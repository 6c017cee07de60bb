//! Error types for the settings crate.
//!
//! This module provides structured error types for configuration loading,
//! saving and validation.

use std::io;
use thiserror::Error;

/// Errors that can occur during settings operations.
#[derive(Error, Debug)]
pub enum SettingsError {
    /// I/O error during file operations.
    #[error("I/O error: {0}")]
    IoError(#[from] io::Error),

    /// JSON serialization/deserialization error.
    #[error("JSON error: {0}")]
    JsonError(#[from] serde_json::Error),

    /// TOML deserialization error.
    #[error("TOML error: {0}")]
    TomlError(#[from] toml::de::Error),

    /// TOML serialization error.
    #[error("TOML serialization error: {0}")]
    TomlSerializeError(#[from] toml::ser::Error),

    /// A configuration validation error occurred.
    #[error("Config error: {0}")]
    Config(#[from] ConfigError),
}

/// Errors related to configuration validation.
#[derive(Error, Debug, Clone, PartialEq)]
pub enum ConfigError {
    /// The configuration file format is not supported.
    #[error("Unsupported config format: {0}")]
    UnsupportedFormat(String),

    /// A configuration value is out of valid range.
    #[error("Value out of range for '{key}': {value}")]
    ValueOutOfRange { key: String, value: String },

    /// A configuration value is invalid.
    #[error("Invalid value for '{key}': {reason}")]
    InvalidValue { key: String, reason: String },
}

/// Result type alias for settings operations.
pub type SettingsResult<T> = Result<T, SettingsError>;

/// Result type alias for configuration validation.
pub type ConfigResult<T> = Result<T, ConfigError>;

* * *

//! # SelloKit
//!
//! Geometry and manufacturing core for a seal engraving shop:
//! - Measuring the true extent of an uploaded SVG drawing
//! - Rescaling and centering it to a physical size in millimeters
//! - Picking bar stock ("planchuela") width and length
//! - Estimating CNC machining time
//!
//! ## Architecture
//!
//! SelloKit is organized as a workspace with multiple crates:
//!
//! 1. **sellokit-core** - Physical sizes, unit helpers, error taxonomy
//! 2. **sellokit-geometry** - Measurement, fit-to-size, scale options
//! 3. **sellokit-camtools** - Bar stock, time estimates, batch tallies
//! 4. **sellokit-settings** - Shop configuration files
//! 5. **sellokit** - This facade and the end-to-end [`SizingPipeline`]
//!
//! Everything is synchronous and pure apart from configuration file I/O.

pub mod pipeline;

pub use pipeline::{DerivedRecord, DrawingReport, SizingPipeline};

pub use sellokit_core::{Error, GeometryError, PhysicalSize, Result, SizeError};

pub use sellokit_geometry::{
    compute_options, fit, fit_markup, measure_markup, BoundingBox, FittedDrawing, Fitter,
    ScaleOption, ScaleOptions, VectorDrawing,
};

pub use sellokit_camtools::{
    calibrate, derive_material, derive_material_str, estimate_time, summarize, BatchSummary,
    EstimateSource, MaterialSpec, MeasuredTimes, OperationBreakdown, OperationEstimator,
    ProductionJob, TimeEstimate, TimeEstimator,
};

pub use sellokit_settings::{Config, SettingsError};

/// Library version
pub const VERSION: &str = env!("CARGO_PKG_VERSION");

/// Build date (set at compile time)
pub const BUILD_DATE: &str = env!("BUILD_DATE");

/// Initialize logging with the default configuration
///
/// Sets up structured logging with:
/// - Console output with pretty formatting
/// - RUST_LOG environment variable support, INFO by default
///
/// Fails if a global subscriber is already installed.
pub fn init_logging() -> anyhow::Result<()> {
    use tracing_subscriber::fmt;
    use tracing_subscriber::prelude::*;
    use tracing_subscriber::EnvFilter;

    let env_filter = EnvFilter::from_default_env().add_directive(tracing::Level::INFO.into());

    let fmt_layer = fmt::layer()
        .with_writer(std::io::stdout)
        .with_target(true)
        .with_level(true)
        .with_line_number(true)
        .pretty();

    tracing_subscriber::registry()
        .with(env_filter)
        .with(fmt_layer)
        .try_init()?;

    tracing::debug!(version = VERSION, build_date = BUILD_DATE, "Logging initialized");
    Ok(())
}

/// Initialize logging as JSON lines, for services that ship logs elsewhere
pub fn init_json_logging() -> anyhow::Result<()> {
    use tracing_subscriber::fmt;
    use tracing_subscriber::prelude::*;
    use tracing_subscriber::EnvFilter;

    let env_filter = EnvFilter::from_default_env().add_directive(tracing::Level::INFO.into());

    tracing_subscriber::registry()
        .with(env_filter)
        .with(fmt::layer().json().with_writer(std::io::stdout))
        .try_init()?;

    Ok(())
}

:: WHAT YOU ARE ASKED TO DO ::
Reproduce, word for word and in full, only the lines above that start at the line with "repository 6c017cee07de60bb" and run through the line with "pub enum ConfigError", both ends included.

:: TASK OUTPUT ::
repository 6c017cee07de60bb
//! Error types for the settings crate.
//!
//! This module provides structured error types for configuration loading,
//! saving and validation.

use std::io;
use thiserror::Error;

/// Errors that can occur during settings operations.
#[derive(Error, Debug)]
pub enum SettingsError {
    /// I/O error during file operations.
    #[error("I/O error: {0}")]
    IoError(#[from] io::Error),

    /// JSON serialization/deserialization error.
    #[error("JSON error: {0}")]
    JsonError(#[from] serde_json::Error),

    /// TOML deserialization error.
    #[error("TOML error: {0}")]
    TomlError(#[from] toml::de::Error),

    /// TOML serialization error.
    #[error("TOML serialization error: {0}")]
    TomlSerializeError(#[from] toml::ser::Error),

    /// A configuration validation error occurred.
    #[error("Config error: {0}")]
    Config(#[from] ConfigError),
}

/// Errors related to configuration validation.
#[derive(Error, Debug, Clone, PartialEq)]
pub enum ConfigError {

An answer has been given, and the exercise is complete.